Macron se insurge em Sevilha contra as guerras tarifárias e o uso do comércio como "chantagem".

16 de junho de 2025, Kananaskis, Alta, CANADÁ: O presidente francês Emmanuel Macron ouve durante uma sessão de trabalho na Cúpula do G7 em Kananaskis, Alta, na segunda-feira, 16 de junho de 2025.
Europa Press/Contacto/Darryl Dyck

SEVILLA 30 jun. (EUROPA PRESS) -

O presidente da França, Emmanuel Macron, utilizou o alto-falante da IV Conferência Internacional sobre Financiamento para o Desenvolvimento da ONU para advertir sobre os riscos da imposição de tarifas e o início de uma "guerra comercial", levando em conta que esse tipo de medida geralmente vem de países fortes que podem usá-las como "chantagem".

Macron, que durante seu discurso em Sevilha evitou exemplificar suas críticas a qualquer governo específico, vê essa guerra tarifária como "algo negativo para todos", com repercussões particularmente negativas para os países com menos espaço de manobra econômica ou para o financiamento da ajuda ao desenvolvimento.

Nesse sentido, ele defendeu uma nova estrutura na qual a Organização Mundial do Comércio (OMC) seria fortalecida e as relações seriam "reequilibradas", por exemplo, fortalecendo as cadeias de valor nos países em desenvolvimento, para que os países mais ricos não os vejam como um mero estágio do qual extrair recursos.

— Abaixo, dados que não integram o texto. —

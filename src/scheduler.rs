use serde::Serialize;
use std::sync::Arc;
use tokio::sync::Semaphore;
use tokio::task::JoinSet;
use tracing::{info, warn};

use crate::jobs::JobRunner;
use crate::models::{Fingerprint, JobStatus};

#[derive(Debug, Default, Clone, PartialEq, Eq, Serialize)]
pub struct DrainSummary {
    pub done: usize,
    pub failed: usize,
    // already claimed elsewhere, or gone
    pub skipped: usize,
}

// at most `limit` backend calls in flight across every drain; a finished job
// frees its slot for the next one straight away
pub struct BacklogScheduler {
    runner: Arc<JobRunner>,
    limit: usize,
    slots: Arc<Semaphore>,
}

impl BacklogScheduler {
    pub fn new(runner: Arc<JobRunner>, limit: usize) -> Self {
        let limit = limit.max(1);
        Self {
            runner,
            limit,
            slots: Arc::new(Semaphore::new(limit)),
        }
    }

    pub async fn drain_pending(&self) -> DrainSummary {
        self.drain(self.runner.pending()).await
    }

    pub async fn drain(&self, backlog: Vec<Fingerprint>) -> DrainSummary {
        let mut summary = DrainSummary::default();
        if backlog.is_empty() {
            return summary;
        }
        info!(jobs = backlog.len(), limit = self.limit, "draining backlog");

        let mut tasks = JoinSet::new();
        for fingerprint in backlog {
            // wait for a free slot before starting the next job
            let Ok(permit) = Arc::clone(&self.slots).acquire_owned().await else {
                break;
            };
            let runner = Arc::clone(&self.runner);
            tasks.spawn(async move {
                let _permit = permit;
                runner.run(&fingerprint).await
            });
        }

        while let Some(joined) = tasks.join_next().await {
            match joined {
                Ok(Some(JobStatus::Done)) => summary.done += 1,
                Ok(Some(JobStatus::Failed)) => summary.failed += 1,
                Ok(_) => summary.skipped += 1,
                Err(e) => {
                    warn!(error = %e, "backlog task panicked");
                    summary.failed += 1;
                }
            }
        }
        info!(?summary, "backlog drained");
        summary
    }
}

#[cfg(test)]
mod tests {
    use super::*;
    use crate::backend::fake::CountingBackend;
    use crate::jobs::Registration;
    use crate::jobs::testing::runner;
    use crate::models::GenerationRequest;
    use std::sync::atomic::Ordering;
    use std::time::Duration;

    fn enqueue(runner: &JobRunner, count: usize) -> Vec<Fingerprint> {
        (0..count)
            .map(|i| match runner.register(GenerationRequest::new(format!("scene {}", i))) {
                Registration::Created(fp) => fp,
                Registration::Existing(record) => record.fingerprint,
            })
            .collect()
    }

    #[tokio::test]
    async fn never_exceeds_the_limit() {
        let backend = Arc::new(CountingBackend::slow(Duration::from_millis(20)));
        let (runner, _) = runner(backend.clone());
        let backlog = enqueue(&runner, 10);

        let summary = BacklogScheduler::new(Arc::clone(&runner), 3)
            .drain(backlog)
            .await;

        assert_eq!(summary.done, 10);
        assert_eq!(backend.calls(), 10);
        let peak = backend.peak.load(Ordering::SeqCst);
        assert!(peak <= 3, "peak in flight was {}", peak);
        assert!(peak >= 2, "slots were not used in parallel");
    }

    #[tokio::test]
    async fn overlapping_drains_share_the_limit() {
        let backend = Arc::new(CountingBackend::slow(Duration::from_millis(50)));
        let (runner, _) = runner(backend.clone());
        let mut first = enqueue(&runner, 10);
        let second = first.split_off(5);

        let scheduler = BacklogScheduler::new(Arc::clone(&runner), 2);
        let (a, b) = tokio::join!(scheduler.drain(first), scheduler.drain(second));

        assert_eq!(a.done + b.done, 10);
        let peak = backend.peak.load(Ordering::SeqCst);
        assert!(peak <= 2, "limit 2 but {} calls in flight", peak);
    }

    #[tokio::test]
    async fn drain_pending_skips_finished_jobs() {
        let backend = Arc::new(CountingBackend::default());
        let (runner, _) = runner(backend.clone());
        let backlog = enqueue(&runner, 4);
        runner.run(&backlog[0]).await;

        let scheduler = BacklogScheduler::new(Arc::clone(&runner), 1);
        let summary = scheduler.drain_pending().await;
        assert_eq!(summary.done, 3);
        assert_eq!(backend.calls(), 4);

        // a second pass finds nothing left to do
        assert_eq!(scheduler.drain_pending().await, DrainSummary::default());
        let again = scheduler.drain(backlog).await;
        assert_eq!(again.skipped, 4);
    }

    #[tokio::test]
    async fn failures_are_counted() {
        let backend = Arc::new(CountingBackend::failing());
        let (runner, _) = runner(backend);
        let backlog = enqueue(&runner, 2);
        let summary = BacklogScheduler::new(runner, 0).drain(backlog).await;
        assert_eq!(summary.failed, 2);
    }
}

Macron, que também pediu para não construir "muros", fez uma alusão direta aos Estados Unidos ao reconhecer que sua retirada do tabuleiro de xadrez global dos fundos de desenvolvimento representa um desafio, e lançou uma bateria de possíveis medidas para cobrar novos impostos em setores que se beneficiam da globalização, fazer melhor uso dos fundos públicos, promover a tributação "responsável" e envolver os atores locais, entre outras.

O líder francês enfatizou que a conferência é "um exemplo de esperança para a paz e a estabilidade mundiais", já que "é disso que se trata quando falamos de financiamento do desenvolvimento", e agradeceu à ONU e à Espanha por seu trabalho como anfitriões, com uma referência expressa a seu "amigo", o Presidente do Governo, Pedro Sánchez.